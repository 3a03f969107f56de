//! `security_group`: manage a Neutron security group

use async_trait::async_trait;
use serde_json::{json, Value};

use crate::args::{ArgSpec, ArgumentSpec, Params};
use crate::envelope::Outcome;
use crate::error::{ModuleError, Result};
use crate::module::{resource_id, run_stateful, state_param, Module, ModuleContext};
use crate::reconcile::{Attribute, Diff, ResourceAdapter};
use crate::services::Session;

const UPDATABLE: &[Attribute] = &[Attribute::scalar("description", "description")];

pub struct SecurityGroup;

#[async_trait]
impl Module for SecurityGroup {
    fn name(&self) -> &'static str {
        "security_group"
    }

    fn argument_spec(&self) -> ArgumentSpec {
        ArgumentSpec::new()
            .param("name", ArgSpec::str().required())
            .param("description", ArgSpec::str())
            .param("project_id", ArgSpec::str())
            .param("state", state_param())
    }

    async fn run(&self, ctx: &ModuleContext) -> Result<Outcome> {
        let adapter = SecurityGroupAdapter {
            params: &ctx.params,
            session: &ctx.session,
            name: ctx.params.get_str("name").unwrap_or_default(),
        };
        run_stateful(ctx, &adapter).await
    }
}

struct SecurityGroupAdapter<'a> {
    params: &'a Params,
    session: &'a Session,
    name: &'a str,
}

#[async_trait]
impl<'a> ResourceAdapter for SecurityGroupAdapter<'a> {
    fn kind(&self) -> &'static str {
        "security_group"
    }

    fn identity(&self) -> &str {
        self.name
    }

    fn updatable(&self) -> &'static [Attribute] {
        UPDATABLE
    }

    async fn find(&self) -> Result<Option<Value>> {
        Ok(self.session.network.find_security_group(self.name).await?)
    }

    async fn creation_bundle(&self) -> Result<Value> {
        let mut bundle = json!({ "name": self.name });
        if let Some(description) = self.params.get_str("description") {
            bundle["description"] = json!(description);
        }
        if let Some(project_id) = self.params.get_str("project_id") {
            bundle["tenant_id"] = json!(project_id);
        }
        Ok(bundle)
    }

    async fn create(&self, bundle: &Value) -> Result<Value> {
        Ok(self.session.network.create_security_group(bundle.clone()).await?)
    }

    async fn update(&self, existing: &Value, diff: &Diff) -> Result<Value> {
        let id = resource_id(existing)
            .ok_or_else(|| ModuleError::internal("security group without id"))?;
        Ok(self
            .session
            .network
            .update_security_group(id, diff.after())
            .await?)
    }

    async fn delete(&self, existing: &Value) -> Result<()> {
        let id = resource_id(existing)
            .ok_or_else(|| ModuleError::internal("security group without id"))?;
        Ok(self.session.network.delete_security_group(id).await?)
    }

    async fn refresh(&self, resource: &Value) -> Result<Option<Value>> {
        match resource_id(resource) {
            Some(id) => Ok(self.session.network.find_security_group(id).await?),
            None => Ok(None),
        }
    }
}
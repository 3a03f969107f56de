//! Integration tests for the OTC client using wiremock
//!
//! A mock server plays both Keystone and the network service: the token
//! response carries a catalog pointing back at the mock, so every request
//! of a real module run lands on the mocked endpoints.

use serde_json::{json, Value};
use std::time::Duration;
use wiremock::matchers::{body_partial_json, header, method, path, query_param, query_param_is_missing};
use wiremock::{Mock, MockServer, ResponseTemplate};

use otcmod::envelope::Envelope;
use otcmod::module::{find_module, Harness};
use otcmod::otc::OtcConnector;

const TOKEN: &str = "gAAAAAB-test-token";
const PASSWORD: &str = "pw-Kx92-secret";

fn token_body(server: &MockServer) -> Value {
    json!({
        "token": {
            "expires_at": "2099-01-01T00:00:00.000000Z",
            "project": {"id": "0a1b2c3d4e5f", "name": "eu-de_demo"},
            "catalog": [
                {
                    "type": "network",
                    "endpoints": [
                        {"interface": "public", "region": "eu-de", "url": server.uri()}
                    ]
                }
            ]
        }
    })
}

async fn mount_keystone(server: &MockServer) {
    Mock::given(method("POST"))
        .and(path("/v3/auth/tokens"))
        .and(body_partial_json(json!({"auth": {"identity": {"methods": ["password"]}}})))
        .respond_with(
            ResponseTemplate::new(201)
                .insert_header("X-Subject-Token", TOKEN)
                .set_body_json(token_body(server)),
        )
        .mount(server)
        .await;
}

fn cloud(server: &MockServer) -> Value {
    json!({
        "auth_url": format!("{}/v3", server.uri()),
        "username": "demo",
        "password": PASSWORD,
        "project_name": "eu-de_demo",
        "user_domain_name": "OTC-EU-DE-00000000001000000001"
    })
}

async fn run(module: &str, args: Value) -> Envelope {
    let harness = Harness::new(OtcConnector::new(None)).with_poll_interval(Duration::from_millis(5));
    harness.invoke(find_module(module).unwrap(), &args).await
}

fn assert_no_secret(envelope: &Envelope) {
    let serialized = serde_json::to_string(envelope).unwrap();
    assert!(!serialized.contains(PASSWORD), "password leaked: {}", serialized);
    assert!(!serialized.contains(TOKEN), "token leaked: {}", serialized);
}

mod listing_tests {
    use super::*;

    /// A listing authenticates once and filters client-side
    #[tokio::test]
    async fn test_security_group_info_end_to_end() {
        let server = MockServer::start().await;
        mount_keystone(&server).await;

        Mock::given(method("GET"))
            .and(path("/v2.0/security-groups"))
            .and(header("X-Auth-Token", TOKEN))
            .respond_with(ResponseTemplate::new(200).set_body_json(json!({
                "security_groups": [
                    {"id": "1", "name": "sg-a", "links": [{"rel": "self", "href": "http://x"}]},
                    {"id": "2", "name": "sg-b"},
                    {"id": "3", "name": "sg-c"}
                ]
            })))
            .expect(1)
            .mount(&server)
            .await;

        let envelope = run("security_group_info", json!({"cloud": cloud(&server), "name": "sg-a"})).await;

        assert!(!envelope.failed, "{:?}", envelope.msg);
        assert!(!envelope.changed);
        assert_eq!(envelope.data["security_groups"], json!([{"id": "1", "name": "sg-a"}]));
        assert_no_secret(&envelope);
    }

    /// Full pages are followed with the last id as marker
    #[tokio::test]
    async fn test_marker_pagination() {
        let server = MockServer::start().await;
        mount_keystone(&server).await;

        let first_page: Vec<Value> = (0..100)
            .map(|i| json!({"id": format!("sg-{:03}", i), "name": format!("group-{}", i)}))
            .collect();

        Mock::given(method("GET"))
            .and(path("/v2.0/security-groups"))
            .and(query_param("limit", "100"))
            .and(query_param_is_missing("marker"))
            .respond_with(ResponseTemplate::new(200).set_body_json(json!({"security_groups": first_page})))
            .expect(1)
            .mount(&server)
            .await;

        Mock::given(method("GET"))
            .and(path("/v2.0/security-groups"))
            .and(query_param("marker", "sg-099"))
            .respond_with(ResponseTemplate::new(200).set_body_json(json!({
                "security_groups": [{"id": "sg-100", "name": "group-100"}]
            })))
            .expect(1)
            .mount(&server)
            .await;

        let envelope = run("security_group_info", json!({"cloud": cloud(&server)})).await;

        assert!(!envelope.failed, "{:?}", envelope.msg);
        let groups = envelope.data["security_groups"].as_array().unwrap();
        assert_eq!(groups.len(), 101);
        assert_eq!(groups[100]["name"], "group-100");
    }

    /// Remote errors surface verbatim as connectivity failures
    #[tokio::test]
    async fn test_listing_error_is_connectivity() {
        let server = MockServer::start().await;
        mount_keystone(&server).await;

        Mock::given(method("GET"))
            .and(path("/v2.0/security-groups"))
            .respond_with(ResponseTemplate::new(500).set_body_json(json!({
                "NeutronError": {"message": "Request Failed: internal server error", "type": "HTTPInternalServerError"}
            })))
            .mount(&server)
            .await;

        let envelope = run("security_group_info", json!({"cloud": cloud(&server)})).await;

        assert!(envelope.failed);
        let msg = envelope.msg.as_deref().unwrap();
        assert!(msg.starts_with("connectivity:"), "{}", msg);
        assert!(msg.contains("internal server error"));
    }
}

mod auth_tests {
    use super::*;

    /// Rejected credentials fail before any service call
    #[tokio::test]
    async fn test_401_is_connectivity() {
        let server = MockServer::start().await;

        Mock::given(method("POST"))
            .and(path("/v3/auth/tokens"))
            .respond_with(ResponseTemplate::new(401).set_body_json(json!({
                "error": {
                    "code": 401,
                    "message": "The request you have made requires authentication.",
                    "title": "Unauthorized"
                }
            })))
            .mount(&server)
            .await;

        Mock::given(method("GET"))
            .and(path("/v2.0/security-groups"))
            .respond_with(ResponseTemplate::new(200).set_body_json(json!({"security_groups": []})))
            .expect(0)
            .mount(&server)
            .await;

        let envelope = run("security_group_info", json!({"cloud": cloud(&server)})).await;

        assert!(envelope.failed);
        let msg = envelope.msg.as_deref().unwrap();
        assert!(msg.starts_with("connectivity:"), "{}", msg);
        assert!(msg.contains("requires authentication"));
        assert_no_secret(&envelope);
    }

    /// Keystone answering without a token header is a decode failure
    #[tokio::test]
    async fn test_missing_subject_token() {
        let server = MockServer::start().await;

        Mock::given(method("POST"))
            .and(path("/v3/auth/tokens"))
            .respond_with(ResponseTemplate::new(201).set_body_json(token_body(&server)))
            .mount(&server)
            .await;

        let envelope = run("security_group_info", json!({"cloud": cloud(&server)})).await;

        assert!(envelope.failed);
        assert!(envelope.msg.as_deref().unwrap().contains("X-Subject-Token"));
    }
}

mod mutation_tests {
    use super::*;

    /// A security group deleted concurrently is not an error
    #[tokio::test]
    async fn test_delete_tolerates_404() {
        let server = MockServer::start().await;
        mount_keystone(&server).await;

        Mock::given(method("GET"))
            .and(path("/v2.0/security-groups"))
            .respond_with(ResponseTemplate::new(200).set_body_json(json!({
                "security_groups": [{"id": "sg-1", "name": "web"}]
            })))
            .mount(&server)
            .await;

        Mock::given(method("DELETE"))
            .and(path("/v2.0/security-groups/sg-1"))
            .and(header("X-Auth-Token", TOKEN))
            .respond_with(ResponseTemplate::new(404).set_body_json(json!({
                "NeutronError": {"message": "Security group sg-1 does not exist"}
            })))
            .expect(1)
            .mount(&server)
            .await;

        let envelope = run(
            "security_group",
            json!({"cloud": cloud(&server), "name": "web", "state": "absent", "wait": false}),
        )
        .await;

        assert!(!envelope.failed, "{:?}", envelope.msg);
        assert!(envelope.changed);
    }

    /// Create wraps the body in the collection's item key
    #[tokio::test]
    async fn test_create_security_group() {
        let server = MockServer::start().await;
        mount_keystone(&server).await;

        Mock::given(method("GET"))
            .and(path("/v2.0/security-groups"))
            .respond_with(ResponseTemplate::new(200).set_body_json(json!({"security_groups": []})))
            .mount(&server)
            .await;

        Mock::given(method("POST"))
            .and(path("/v2.0/security-groups"))
            .and(body_partial_json(json!({"security_group": {"name": "web", "description": "frontends"}})))
            .respond_with(ResponseTemplate::new(201).set_body_json(json!({
                "security_group": {"id": "sg-9", "name": "web", "description": "frontends"}
            })))
            .expect(1)
            .mount(&server)
            .await;

        let envelope = run(
            "security_group",
            json!({"cloud": cloud(&server), "name": "web", "description": "frontends", "wait": false}),
        )
        .await;

        assert!(!envelope.failed, "{:?}", envelope.msg);
        assert!(envelope.changed);
        assert_eq!(envelope.data["security_group"]["id"], "sg-9");
    }

    /// Two remote groups with one name cannot be told apart
    #[tokio::test]
    async fn test_duplicate_name_is_precondition() {
        let server = MockServer::start().await;
        mount_keystone(&server).await;

        Mock::given(method("GET"))
            .and(path("/v2.0/security-groups"))
            .respond_with(ResponseTemplate::new(200).set_body_json(json!({
                "security_groups": [{"id": "a", "name": "web"}, {"id": "b", "name": "web"}]
            })))
            .mount(&server)
            .await;

        let envelope = run("security_group", json!({"cloud": cloud(&server), "name": "web"})).await;

        assert!(envelope.failed);
        assert!(envelope.msg.as_deref().unwrap().starts_with("precondition-failed:"));
    }
}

_ _ _ _

What you are asked to do →
Would you show each line of the listing above that has the string "ModuleContext"?

Answer for the task →
use crate::module::{resource_id, run_stateful, state_param, Module, ModuleContext};
    async fn run(&self, ctx: &ModuleContext) -> Result<Outcome> {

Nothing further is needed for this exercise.